That sort of sounds like Iran doesn't want to blockade the Strait any more.
From the New York Post March 14:
Iran said Saturday that all countries besides the US and Israel may pass through the Strait of Hormuz,
in a desperate attempt at coalition busting less than a day after the
US bombed military targets on its oil-critical Kharg Island.
“As a matter of fact, the Strait of Hormuz is open,” Iranian Foreign Minister Abbas Araghchi said.
“It is only closed to the tankers and ships belong[ing] to our
enemies, to those who are attacking us and their allies. Others are free
to pass,” Araghchi told MS NOW....
....Araghchi noted that many ships “prefer” not to undertake the journey due
to “security concerns,” but insisted, “this has nothing to do with us.”....
As the philosopher said: "Just because you can doesn't mean you should."
From the Wall Street Journal, March 13:
A new generation of investors doesn’t want to wait for the traditional market open
While
traditional energy investors spent the past weekend counting down the
minutes until futures markets reopened on Sunday, overseas crypto
traders were already placing their bets on the direction of oil prices.
The
cryptocurrency exchange Hyperliquid lists perpetual futures, a highly
speculative flavor of derivatives, tracking West Texas Intermediate
crude—the U.S. benchmark—and other commodities. And like other
crypto-native contracts, perpetual futures trade 24/7.
This
past Saturday evening, about 20 hours before mainstream derivatives
markets opened, WTI perpetual futures on Hyperliquid rocketed to about
$96 a barrel, up from the $90.90 closing price for regular oil futures
on Friday afternoon. Perpetual futures, or perps, never expire and don’t
have a strike price, the point at which contracts are exercised. They
also give traders access to extreme leverage that can amplify their
profits—or cost them their entire investment.
At
the moment, U.S. residents aren’t able to access Hyperliquid, and the
exchange’s oil-futures trades still account for less than a drop in the
barrel. In the global commodities markets, millions of energy contracts
have changed hands daily since the war with Iran unfolded. But the
crypto exchange’s oil perps, listed for the first time in January, offer
a glimpse of a future where traditional and digital finance
converge—and all forms of assets can be traded at any moment.
Wall Street is already racing to transform stocks and other traditional assets into tokens
using the digital-ledger technology that underpins bitcoin and other
cryptocurrencies. Like digital assets and prediction markets, the
so-called tokenized stocks are increasingly capturing a younger
generation of investors who want to trade 24/7 and react to geopolitical
events and corporate breaking news in real-time.
“You don’t need to wait until Monday for markets to open and everyone to move,” said Hyunsu Jung,
chief executive of crypto firm Hyperion DeFi. “That is shifting the
paradigm in terms of what serious players can do when events happen over
the weekend.”
Since the start of the U.S.-Israeli airstrikes in Iran,
many traders have flocked to Hyperliquid to buy or sell oil perpetuals.

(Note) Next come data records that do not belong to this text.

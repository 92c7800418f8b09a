mod backend;
mod config;
mod cursor;
mod error;
mod index;
mod meta;
mod record;
#[cfg(feature = "emitter")]
mod signals;
mod store;

pub use backend::Backend;
pub use config::{StoreConfig, DEFAULT_LOCK_TIMEOUT_MS};
pub use cursor::{Cursor, CursorState};
pub use error::{CascadeError, FieldError, Result, StorageError, StoreError, TransactionError};
pub use index::IndexManager;
pub use meta::{fields_of, FieldSpec, ModelMeta, Prepared, Relation};
pub use record::{Fields, IndexPair, Record, RecordId, RecordKey};
#[cfg(feature = "emitter")]
pub use signals::{CommitSignal, DeleteSignal, Signals, POST_COMMIT, POST_DELETE};
pub use store::{Batch, FaultPlan, InMemoryRecordStore, Operation, RecordStore};

// Re-export the EventEmitter from the event_emitter_rs crate
#[cfg(feature = "emitter")]
pub use event_emitter_rs::EventEmitter;
//! Records - the unit the store persists.

use std::collections::BTreeMap;
use std::fmt;

use serde::{Deserialize, Serialize};

/// Field name to serialized scalar value. Unset fields are absent.
pub type Fields = BTreeMap<String, String>;

/// An `(field, value)` pair to index. `None` or an empty value is unset and
/// never produces an index entry.
pub type IndexPair = (String, Option<String>);

/// Identifier of a record within its table.
#[derive(
    Debug, Clone, Copy, Default, PartialEq, Eq, PartialOrd, Ord, Hash, Serialize, Deserialize,
)]
pub struct RecordId(pub u64);

impl RecordId {
    pub fn get(self) -> u64 {
        self.0
    }
}

impl From<u64> for RecordId {
    fn from(id: u64) -> Self {
        RecordId(id)
    }
}

impl fmt::Display for RecordId {
    fn fmt(&self, f: &mut fmt::Formatter<'_>) -> fmt::Result {
        write!(f, "{}", self.0)
    }
}

/// A stored record: its id and full field map.
#[derive(Debug, Clone, PartialEq, Eq, Serialize, Deserialize)]
pub struct Record {
    pub id: RecordId,
    pub fields: Fields,
}

impl Record {
    pub fn new(id: RecordId, fields: Fields) -> Self {
        Record { id, fields }
    }

    /// Value of a field, if set.
    pub fn get(&self, field: &str) -> Option<&str> {
        self.fields.get(field).map(String::as_str)
    }
}

/// Address of a record across tables, displayed as `"table:id"`.
#[derive(Debug, Clone, PartialEq, Eq, PartialOrd, Ord, Hash, Serialize, Deserialize)]
pub struct RecordKey {
    pub table: String,
    pub id: RecordId,
}

impl RecordKey {
    pub fn new(table: impl Into<String>, id: RecordId) -> Self {
        RecordKey {
            table: table.into(),
            id,
        }
    }
}

impl fmt::Display for RecordKey {
    fn fmt(&self, f: &mut fmt::Formatter<'_>) -> fmt::Result {
        write!(f, "{}:{}", self.table, self.id)
    }
}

That has led to rapid growth in the oil markets on the exchange, which
also offers contracts tracking Brent, the international oil benchmark.
Within days, the cumulative volume on the exchange’s oil futures surged
to about $7.3 billion on Thursday from $339 million on Feb. 28,
according to crypto data provider Kaiko.
On Sunday, Kaiko analyst Laurens Fraussen
started betting against the oil perps on Hyperliquid. In his view, the
price of oil had reached unsustainable levels. He was right: On Monday,
oil futures pulled back below $100 after President Trump
said that the war with Iran was “very complete, pretty much.” Brent
ended up rising 11% this week to $103.14 a barrel. U.S. benchmark WTI
gained 8.6% to $98.71.
Round-the-clock
trading is a feature already familiar to crypto investors. Bitcoin and
other cryptocurrencies can be bought or sold on weekends in the U.S.
Overseas, tokenized stocks and derivatives are available on platforms
such as Robinhood Markets
and Kraken. Hyperliquid listed gold and silver perpetual contracts
recently, just as those precious metals experienced unusual volatility.
Both metals surged to record highs before experiencing a massive crash, while bitcoin is stuck trading in a range.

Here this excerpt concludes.